Solar Subsides In China
Incentives for solar installations in China have been
attractive. The government provides one-time subsidies that are
based on installed capacity of utility solar plants and also
provides feed-in-tariffs, which guarantee above market
rates for the power generated. At present, utility project
developers who are selected by the government can avail at least
5.5 yuan ($0.88) per watt of capacity installed under some
government programs if the project execution meets certain
deadlines. Feed in tariffs on the other hand stand at around 1 yuan
($0.16) per kilowatt hour in most parts of the country.
One-time Upfront Subsidies Not Effective
The one-time subsidies have received some flak since they
provide developers funds before the projects are
completed. They are also viewed as being
less efficient since they incentivize installed capacity
rather than the quality and productivity of the solar power plants.

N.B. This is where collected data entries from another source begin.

//! Storage engine configuration.

use std::path::PathBuf;

use anyhow::{Context, Result as AnyhowResult, anyhow};
use clap::Args;
use serde::{Deserialize, Serialize};
use stowage_engine::{Credentials, StorageClient, StorageOptions};

use crate::TRACING_TARGET_CONFIG;

/// Storage engine configuration.
///
/// Either point at a JSON options document with `--storage-options`, or
/// describe the options with the individual flags. Flags given alongside an
/// options document override its values.
///
/// # Environment Variables
///
/// - `BUCKET_NAME` - Bucket to upload to
/// - `GOOGLE_APPLICATION_CREDENTIALS` - Service-account key file or inline JSON
/// - `STORAGE_OPTIONS` - Path to a JSON options document
/// - `DIRECTORY_PATH`, `NAME_PREFIX`, `NAME_SUFFIX` - Object key rules
/// - `UNIQUE`, `PUBLIC` - Key uniqueness and public visibility
/// - `MIME_MAP` - Comma-separated `fragment=content/type` overrides
/// - `APP_NAME` - Client application name
/// - `STORAGE_IN_MEMORY` - Use a process-local in-memory bucket
#[derive(Debug, Clone, Default, Args, Serialize, Deserialize)]
#[must_use = "config does nothing unless you use it"]
pub struct StorageConfig {
    /// Bucket to upload to.
    #[arg(long, env = "BUCKET_NAME")]
    pub bucket_name: Option<String>,

    /// Service-account key file, or the key JSON itself.
    #[arg(long, env = "GOOGLE_APPLICATION_CREDENTIALS", hide_env_values = true)]
    #[serde(skip_serializing)]
    pub credentials: Option<String>,

    /// JSON document with the full set of storage options.
    #[arg(long, env = "STORAGE_OPTIONS")]
    pub storage_options: Option<PathBuf>,

    /// Directory the objects are placed under.
    #[arg(long, env = "DIRECTORY_PATH")]
    pub directory_path: Option<String>,

    /// Prefix prepended to every file name.
    #[arg(long, env = "NAME_PREFIX")]
    pub name_prefix: Option<String>,

    /// Suffix appended to every file name.
    #[arg(long, env = "NAME_SUFFIX")]
    pub name_suffix: Option<String>,

    /// Append a unique token to every file name.
    #[arg(long, env = "UNIQUE")]
    #[serde(default)]
    pub unique: bool,

    /// Make uploaded objects publicly readable.
    #[arg(long, env = "PUBLIC")]
    #[serde(default)]
    pub public: bool,

    /// Content-type overrides as `fragment=content/type` pairs.
    #[arg(long, env = "MIME_MAP", value_delimiter = ',', value_parser = parse_mime_entry)]
    #[serde(default)]
    pub mime_map: Vec<(String, String)>,

    /// Name of the client application.
    #[arg(long, env = "APP_NAME")]
    pub app_name: Option<String>,

    /// Serve from a process-local in-memory bucket instead of GCS.
    #[arg(long, env = "STORAGE_IN_MEMORY")]
    #[serde(default)]
    pub in_memory: bool,
}

impl StorageConfig {
    /// Builds engine options from the options document and the flags.
    ///
    /// # Errors
    ///
    /// Returns an error if the options document cannot be read or parsed,
    /// or if no bucket name is given anywhere.
    pub fn to_options(&self) -> AnyhowResult<StorageOptions> {
        let mut options = match &self.storage_options {
            Some(path) => {
                let json = std::fs::read_to_string(path)
                    .with_context(|| format!("failed to read {}", path.display()))?;
                StorageOptions::from_json(&json)?
            }
            None => StorageOptions::default(),
        };

        if let Some(bucket_name) = &self.bucket_name {
            options.bucket_name = bucket_name.clone();
        }
        if options.bucket_name.trim().is_empty() {
            return Err(anyhow!(
                "A bucket name is required. Set --bucket-name or BUCKET_NAME."
            ));
        }

        if let Some(credentials) = &self.credentials {
            options = options.with_credentials(Credentials::key_file(credentials));
        }
        if let Some(directory_path) = &self.directory_path {
            options = options.with_directory_path(directory_path);
        }
        if let Some(name_prefix) = &self.name_prefix {
            options = options.with_name_prefix(name_prefix);
        }
        if let Some(name_suffix) = &self.name_suffix {
            options = options.with_name_suffix(name_suffix);
        }
        if let Some(app_name) = &self.app_name {
            options = options.with_app_name(app_name);
        }
        for (fragment, content_type) in &self.mime_map {
            options = options.with_mime_type(fragment, content_type);
        }

        options.unique |= self.unique;
        options.public |= self.public;
        Ok(options)
    }

    /// Returns a pre-built client when one is configured.
    ///
    /// The engine initializes its own GCS client when this is `None`.
    pub fn client(&self, bucket: &str) -> Option<StorageClient> {
        self.in_memory.then(|| StorageClient::in_memory(bucket))
    }

    /// Logs the storage configuration (no secrets).
    pub fn log(&self) {
        tracing::info!(
            target: TRACING_TARGET_CONFIG,
            bucket = ?self.bucket_name,
            options_file = ?self.storage_options,
            credentials = self.credentials.is_some(),
            directory_path = ?self.directory_path,
            unique = self.unique,
            public = self.public,
            mime_overrides = self.mime_map.len(),
            in_memory = self.in_memory,
            "Storage configured"
        );
    }
}

/// Parses a `fragment=content/type` pair.
fn parse_mime_entry(entry: &str) -> Result<(String, String), String> {
    match entry.split_once('=') {
        Some((fragment, content_type)) if !fragment.is_empty() && !content_type.is_empty() => {
            Ok((fragment.trim().to_string(), content_type.trim().to_string()))
        }
        _ => Err(format!("expected `fragment=content/type`, got `{entry}`")),
    }
}

#[cfg(test)]
mod tests {
    use std::io::Write;

    use tempfile::NamedTempFile;

    use super::*;

    fn config(bucket: &str) -> StorageConfig {
        StorageConfig {
            bucket_name: Some(bucket.to_string()),
            ..Default::default()
        }
    }

    #[test]
    fn bucket_name_is_required() {
        assert!(StorageConfig::default().to_options().is_err());
        assert!(config("  ").to_options().is_err());
    }

    #[test]
    fn flags_map_onto_options() {
        let config = StorageConfig {
            credentials: Some("/etc/gcs/key.json".into()),
            directory_path: Some("uploads".into()),
            name_prefix: Some("p-".into()),
            unique: true,
            mime_map: vec![("*".into(), "application/octet-stream".into())],
            ..config("media")
        };

        let options = config.to_options().unwrap();
        assert_eq!(options.bucket_name, "media");
        assert!(matches!(options.credentials, Some(Credentials::KeyFile(_))));
        assert_eq!(options.directory_path.as_deref(), Some("uploads"));
        assert_eq!(options.name_prefix.as_deref(), Some("p-"));
        assert!(options.unique);
        assert!(!options.public);
        assert_eq!(
            options.mime_map.get("*").map(String::as_str),
            Some("application/octet-stream")
        );
    }

    #[test]
    fn flags_override_options_document() {
        let mut file = NamedTempFile::new().unwrap();
        write!(
            file,
            r#"{{"bucketName": "from-file", "directoryPath": "docs", "public": true}}"#
        )
        .unwrap();

        let config = StorageConfig {
            storage_options: Some(file.path().to_path_buf()),
            directory_path: Some("avatars".into()),
            ..Default::default()
        };
        let options = config.to_options().unwrap();

        assert_eq!(options.bucket_name, "from-file");
        assert_eq!(options.directory_path.as_deref(), Some("avatars"));
        assert!(options.public);
    }

    #[test]
    fn in_memory_client_only_when_requested() {
        assert!(config("media").client("media").is_none());

        let config = StorageConfig {
            in_memory: true,
            ..config("media")
        };
        let client = config.client("media").unwrap();
        assert_eq!(client.bucket_name(), "media");
    }

    #[test]
    fn parse_mime_entries() {
        assert_eq!(
            parse_mime_entry("avatar=image/png").unwrap(),
            ("avatar".to_string(), "image/png".to_string())
        );
        assert!(parse_mime_entry("avatar").is_err());
        assert!(parse_mime_entry("=image/png").is_err());
    }
}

Now, the move to offer incentives based solely on electricity
generation could make it easier for the government to administer
incentives and would also encourage power plant developers to focus
on building higher quality power plants that generate
more electricity.
Long Term Impact Will Be Negligible
China's government has been a strong proponent of solar
power viewing it as a means to increase the country's energy
independence and cutting down on carbon emissions. The
government has repeatedly increased its solar power installation
targets. Recently, the government proposed to raise the target for
2015 from around 21 Gigawatts (GW) to 35 GW. We see the potential
subsidy cuts as a step in streamlining the
country's incentive structure and making it more
effective. While some firms and project developers could be
impacted in the short term, we don't believe
that this will impact the industry as a whole in the long run
since the enhanced incentives to smaller projects would offset any
potential decline in utility projects.
Among the solar stocks that we cover, we think that Yingli Green
Energy could be impacted marginally in the short term. The firm has
been an active participant in China's Golden Sun program, having
supplied panels to nearly a quarter of all projects under the
program to date. In the second round of the program which was
announced late last year, Yingli won contracts to supply around 10%
(around 288 MW) of panels for the projects, making it the single
largest supplier.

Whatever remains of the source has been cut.